Creating a study guide with stakeholders during a workshop encourages all of them to contribute to your learning process from the beginning. Stakeholders such as an account manager, product manager, or product director can contribute to your study’s goals and your understanding of what you need to learn. They can also help you understand the constraints of a project’s timeline and budget.

One reason for involving stakeholders in the process of planning your UX research is to enable you to use these subject-matter experts’ language and tone. Because these stakeholders are closer to your customers, they can ensure that your questions use language that is familiar to users.

Creating a Study Guide: What Do You Want to Learn?

Prior to your workshop session with stakeholders, you should create a template for your study guide, indicating its basic sections. This template establishes a solid framework for your study guide and helps your team get started.

The template should outline the purpose of the various sections—not only to document what you need learn and what you’ll study when but also to help establish the focus of the group at different points during your discussion. Now, let’s consider the various sections of a study guide, as follows:

  • Background—For this section, discuss what you already know about the subject of your UX research, then document it in a paragraph or two. What do you know about the subject? How did learn about it? It is important to describe this background and how you acquired your knowledge to establish a foundation and structure for your study.
  • Study Goals and Objectives—Discuss your team’s goals and objectives for your study, then outline them. For example, for a usability test, a key goal is usually to test the usability of a particular workflow or feature, identify the benefits and barriers of its user experience, and learn what value the feature adds. Also, specify the business goals for the feature. Why, from a business perspective, are you conducting this research? How will this affect the product and its overall user experience?
  • Study Method—Discuss the method of UX research you’ll use to collect data and the reasons you’ve chosen it. For example, are you at the very beginning stages of learning so want to understand the user’s process or jobs to be done? If so, you should interview participants to learn about their current process or jobs to be done, their painpoints within that process, and their potential needs surrounding that process. Or, if you’re further along in your design process and have wireframed a potential solution, so should test its usability with participants. It is important for stakeholders to understand the various possible methods through which you can learn about customer behaviors and attitudes toward a feature or product, as well as the reasons why each method would provide the learnings you need.
  • Study Specifics—Indicate what type of research you’ll conduct—for example, a usability study—and discuss your approach to it. Also, include the approximate time each session would take and any other pertinent information your stakeholders should know. For example, are you going to ask participants to think aloud as they work, ask post-task questions that would help you understand participants’ attitudes and perceptions of a product’s value, or use any standard measurements such as the SUS (System Usability Scale). Discuss these details so your stakeholders fully understand the process you’ll use to obtain the information you need to improve the product for your users’ benefit.
  • Participant Requirements—Define what target users you’ll look for when recruiting participants.

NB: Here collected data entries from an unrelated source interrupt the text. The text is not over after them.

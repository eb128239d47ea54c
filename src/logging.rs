//! Logging configuration with journald support on Linux.
//!
//! The daemon logs to systemd's journal when it is reachable and otherwise to
//! a daily rolling file. Interactive commands log to stderr so output stays
//! readable in a terminal.

use anyhow::Result;
use std::path::PathBuf;
use tracing_subscriber::{fmt, layer::SubscriberExt, util::SubscriberInitExt, EnvFilter};

/// Where log records should go.
#[derive(Debug, Clone)]
pub enum LogTarget {
    /// Compact stderr output for the CLI.
    Stderr,
    /// Journald if available, else daily files in the given directory.
    Service(PathBuf),
}

/// Initialize the logging system.
///
/// Log level can be controlled via the `FACEFOLD_LOG` environment variable,
/// e.g. `FACEFOLD_LOG=debug` or `FACEFOLD_LOG=facefold::pipeline=trace`.
pub fn init(target: LogTarget) -> Result<()> {
    let env_filter = EnvFilter::try_from_env("FACEFOLD_LOG")
        .unwrap_or_else(|_| EnvFilter::new("info"));

    let log_dir = match target {
        LogTarget::Stderr => {
            tracing_subscriber::registry()
                .with(env_filter)
                .with(fmt::layer().compact().with_writer(std::io::stderr))
                .try_init()?;
            return Ok(());
        }
        LogTarget::Service(dir) => dir,
    };

    #[cfg(target_os = "linux")]
    {
        if let Ok(journald_layer) = tracing_journald::layer() {
            tracing_subscriber::registry()
                .with(env_filter)
                .with(journald_layer)
                .try_init()?;

            tracing::info!("Logging initialized with journald backend");
            return Ok(());
        }
    }

    std::fs::create_dir_all(&log_dir)?;

    let file_appender = tracing_appender::rolling::daily(&log_dir, "facefold.log");
    let (non_blocking, guard) = tracing_appender::non_blocking(file_appender);

    // Dropping the guard stops the background writer
    static GUARD: std::sync::OnceLock<tracing_appender::non_blocking::WorkerGuard> =
        std::sync::OnceLock::new();
    let _ = GUARD.set(guard);

    tracing_subscriber::registry()
        .with(env_filter)
        .with(fmt::layer().with_writer(non_blocking).with_ansi(false))
        .try_init()?;

    tracing::info!(dir = ?log_dir, "Logging initialized with file backend");
    Ok(())
}
use anyhow::{Context, Result};
use clap::{Parser, Subcommand, ValueEnum};
use std::path::PathBuf;
use std::sync::Arc;

use facefold::config::Config;
use facefold::db::{Database, Person, SuggestionStatus, WatchFolder};
use facefold::faces::{self, ClusteringSettings};
use facefold::lifecycle::{self, Acceptance, AssignTarget};
use facefold::logging::{self, LogTarget};
use facefold::pipeline::{Orchestrator, PipelineContext};
use facefold::scanner::FsMediaSource;
use facefold::tasks::WorkTarget;

#[derive(Parser)]
#[command(name = "facefold", version, about = "Face matching and person suggestions for your photo library")]
struct Cli {
    /// Path to config file (overrides FACEFOLD_CONFIG)
    #[arg(short, long, global = true)]
    config: Option<PathBuf>,

    #[command(subcommand)]
    command: Commands,
}

#[derive(Subcommand)]
enum Commands {
    /// Scan the library and watch folders, extract faces and generate suggestions
    Sync,
    /// Scan a single watch folder, then extract and suggest
    Scan {
        /// Watch folder ID
        folder_id: i64,
    },
    /// Run one suggestion pass over unassigned faces
    Cluster,
    /// List suggestions
    Suggestions {
        #[arg(short, long, value_enum)]
        status: Option<StatusArg>,
        /// Print JSON instead of a table
        #[arg(long)]
        json: bool,
    },
    /// Accept a pending suggestion
    Accept {
        id: i64,
        /// Name for the new person, when the suggestion proposes one
        #[arg(short, long)]
        name: Option<String>,
    },
    /// Reject a pending suggestion
    Reject { id: i64 },
    /// Assign a face to a person by hand
    Assign {
        face_id: i64,
        /// Existing person ID
        #[arg(short, long, conflicts_with = "name")]
        person: Option<i64>,
        /// Name for a new person
        #[arg(short, long)]
        name: Option<String>,
    },
    /// Manage people
    People {
        #[command(subcommand)]
        command: PeopleCommand,
    },
    /// Manage watch folders
    Folders {
        #[command(subcommand)]
        command: FolderCommand,
    },
}

#[derive(Subcommand)]
enum PeopleCommand {
    List,
    Create { name: String },
    Rename { id: i64, name: String },
    Delete { id: i64 },
    /// List the photos linked to a person
    Photos { id: i64 },
    /// Link a photo to a person
    Link { id: i64, photo_id: i64 },
    /// Remove a photo from a person
    Unlink { id: i64, photo_id: i64 },
}

#[derive(Subcommand)]
enum FolderCommand {
    List,
    Add { path: PathBuf },
    Remove { id: i64 },
    Enable { id: i64 },
    Disable { id: i64 },
}

#[derive(Clone, Copy, ValueEnum)]
enum StatusArg {
    Pending,
    Accepted,
    Rejected,
}

impl From<StatusArg> for SuggestionStatus {
    fn from(arg: StatusArg) -> Self {
        match arg {
            StatusArg::Pending => SuggestionStatus::Pending,
            StatusArg::Accepted => SuggestionStatus::Accepted,
            StatusArg::Rejected => SuggestionStatus::Rejected,
        }
    }
}

#[tokio::main]
async fn main() -> Result<()> {
    let cli = Cli::parse();
    logging::init(LogTarget::Stderr)?;

    let config = match &cli.config {
        Some(path) => Config::load_from(path)?,
        None => Config::load()?,
    };
    let db = Arc::new(open_database(&config)?);

    match cli.command {
        Commands::Sync => run_pipeline(&config, db, WorkTarget::GlobalSync).await?,
        Commands::Scan { folder_id } => {
            run_pipeline(&config, db, WorkTarget::FolderScan { folder_id }).await?
        }
        Commands::Cluster => {
            let report = faces::run_clustering_pass(&db, &ClusteringSettings::from(&config.faces))?;
            println!(
                "Considered {} faces: {} suggestions created, {} without candidates, {} waiting, {} previously rejected",
                report.faces_considered,
                report.suggestions_created,
                report.without_candidates,
                report.deferred,
                report.suppressed
            );
        }
        Commands::Suggestions { status, json } => {
            let suggestions = lifecycle::list_suggestions(&db, status.map(Into::into))?;
            if json {
                println!("{}", serde_json::to_string_pretty(&suggestions)?);
            } else if suggestions.is_empty() {
                println!("No suggestions");
            } else {
                println!("{:>6}  {:>6}  {:>8}  {:>6}  STATUS", "ID", "FACE", "PERSON", "SCORE");
                for s in suggestions {
                    let person = s
                        .suggested_person_id
                        .map(|id| id.to_string())
                        .unwrap_or_else(|| "new".to_string());
                    println!(
                        "{:>6}  {:>6}  {:>8}  {:>6.3}  {}",
                        s.id, s.face_id, person, s.similarity_score, s.status
                    );
                }
            }
        }
        Commands::Accept { id, name } => {
            let acceptance = lifecycle::accept(&db, id, name.as_deref())?;
            print_acceptance(&db, &acceptance)?;
        }
        Commands::Reject { id } => {
            lifecycle::reject(&db, id)?;
            println!("Rejected suggestion {}", id);
        }
        Commands::Assign { face_id, person, name } => {
            let target = match person {
                Some(person_id) => AssignTarget::Existing(person_id),
                None => AssignTarget::New(name),
            };
            let acceptance = lifecycle::assign_face(&db, face_id, target)?;
            print_acceptance(&db, &acceptance)?;
        }
        Commands::People { command } => people_command(&db, command)?,
        Commands::Folders { command } => folder_command(&db, command)?,
    }

    Ok(())
}

fn open_database(config: &Config) -> Result<Database> {
    let db = Database::open(&config.database.path)
        .with_context(|| format!("Failed to open database {:?}", config.database.path))?;
    db.initialize()?;
    Ok(db)
}

/// Run the pipeline in-process until the queue drains.
async fn run_pipeline(config: &Config, db: Arc<Database>, target: WorkTarget) -> Result<()> {
    let extractor = Arc::new(faces::load_extractor(&config.faces)?);
    let source = Arc::new(FsMediaSource::new(&config.library));
    let ctx = PipelineContext::new(Arc::clone(&db), source, Arc::clone(&extractor), config);

    let orchestrator = Orchestrator::start(ctx, &config.pipeline);
    orchestrator.enqueue(target);
    orchestrator.wait_idle().await;

    let failures = orchestrator.queue().failures();
    let failed_total = orchestrator.queue().failed_total();
    orchestrator.shutdown().await;
    extractor.close();

    let pending = lifecycle::list_suggestions(&db, Some(SuggestionStatus::Pending))?;
    println!("{} pending suggestions", pending.len());
    if failed_total > 0 {
        eprintln!("{} units failed:", failed_total);
        for record in &failures {
            eprintln!("  {}: {}", record.target, record.last_error.as_deref().unwrap_or("unknown error"));
        }
        if failed_total > failures.len() {
            eprintln!("  ... and {} more", failed_total - failures.len());
        }
    }
    Ok(())
}

fn print_acceptance(db: &Database, acceptance: &Acceptance) -> Result<()> {
    let people = lifecycle::list_people(db)?;
    let name = people
        .iter()
        .find(|p| p.id == acceptance.person_id)
        .map(|p| p.name.as_str())
        .unwrap_or("?");
    let created = if acceptance.person_created { " (new)" } else { "" };
    println!(
        "Face {} assigned to {} [{}]{}",
        acceptance.suggestion.face_id, name, acceptance.person_id, created
    );
    Ok(())
}

fn print_person(person: &Person) {
    println!(
        "{:>6}  {:<30}  {:>6} photos",
        person.id, person.name, person.photo_count
    );
}

fn print_folder(folder: &WatchFolder) {
    let state = if folder.is_enabled { "enabled" } else { "disabled" };
    println!("{:>6}  {:<8}  {}", folder.id, state, folder.path);
}

fn people_command(db: &Database, command: PeopleCommand) -> Result<()> {
    match command {
        PeopleCommand::List => {
            let people = lifecycle::list_people(db)?;
            if people.is_empty() {
                println!("No people");
            }
            for person in &people {
                print_person(person);
            }
        }
        PeopleCommand::Create { name } => print_person(&lifecycle::create_person(db, &name)?),
        PeopleCommand::Rename { id, name } => print_person(&lifecycle::rename_person(db, id, &name)?),
        PeopleCommand::Delete { id } => {
            lifecycle::delete_person(db, id)?;
            println!("Deleted person {}", id);
        }
        PeopleCommand::Photos { id } => {
            for photo in lifecycle::photos_for_person(db, id)? {
                println!("{:>6}  {}", photo.id, photo.uri);
            }
        }
        PeopleCommand::Link { id, photo_id } => {
            if lifecycle::link_photo(db, id, photo_id)? {
                println!("Linked photo {} to person {}", photo_id, id);
            } else {
                println!("Photo {} was already linked to person {}", photo_id, id);
            }
        }
        PeopleCommand::Unlink { id, photo_id } => {
            if lifecycle::unlink_photo(db, id, photo_id)? {
                println!("Unlinked photo {} from person {}", photo_id, id);
            } else {
                println!("Photo {} was not linked to person {}", photo_id, id);
            }
        }
    }
    Ok(())
}

fn folder_command(db: &Database, command: FolderCommand) -> Result<()> {
    match command {
        FolderCommand::List => {
            let folders = lifecycle::list_watch_folders(db)?;
            if folders.is_empty() {
                println!("No watch folders");
            }
            for folder in &folders {
                print_folder(folder);
            }
        }
        FolderCommand::Add { path } => {
            let path = std::fs::canonicalize(&path).with_context(|| format!("Cannot resolve {:?}", path))?;
            print_folder(&lifecycle::add_watch_folder(db, &path.to_string_lossy())?);
        }
        FolderCommand::Remove { id } => {
            let folder = lifecycle::remove_watch_folder(db, id)?;
            println!("Removed watch folder {}", folder.path);
        }
        FolderCommand::Enable { id } => print_folder(&lifecycle::set_watch_folder_enabled(db, id, true)?),
        FolderCommand::Disable { id } => print_folder(&lifecycle::set_watch_folder_enabled(db, id, false)?),
    }
    Ok(())
}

Let your stakeholders know that you’ll be learning from participants who currently use or could benefit from a feature or product. Some team members might have closer connections to users having the personas from which you want to learn. For example, for a B2B (business-to-business) product, an account executive might recommend certain customers who would be interested in participating in your study.
  • Timeline—To ensure that you can meet your stakeholders’ expectations, discuss how long it would take to complete your entire research project, as well as the following parts of the project:
    • recruiting—Discuss your plan regarding who would assist you with contacting and screening potential participants. Equip whoever is taking on this task with the correct tools—such as a screener that matches your participant requirements. Discuss how long recruiting will take—for example, a few days, a week, or longer. Of course, this depends on any variations in the potential personas of your participants.
    • finalizing your study guide with stakeholders—Once your team has collectively created a study guide during your workshop, meet with the group again to finalize the plan. This ensures that you’ve heard everyone’s voices and you’re all on the same page. Set a date for the team to review the study guide.
    • conducting your research sessions—Discuss when these sessions should occur, schedule the sessions, and ask your stakeholders which sessions they want to observe. While the UX researcher moderates the session, your product manager could manage observers.
    • analyzing your findings and writing your report—Conducting a workshop is an efficient, effective way of working through participant feedback. Schedule a workshop for discussing your learnings with the team.
    • presenting your findings and next steps—For any stakeholders who have not been fully involved in the research process, indicate the approximate date on which you and your product manager plan to present your research findings. It’s helpful for your product manager to lead the presentation. State an end date for discussing your results so everyone knows when the next steps begin.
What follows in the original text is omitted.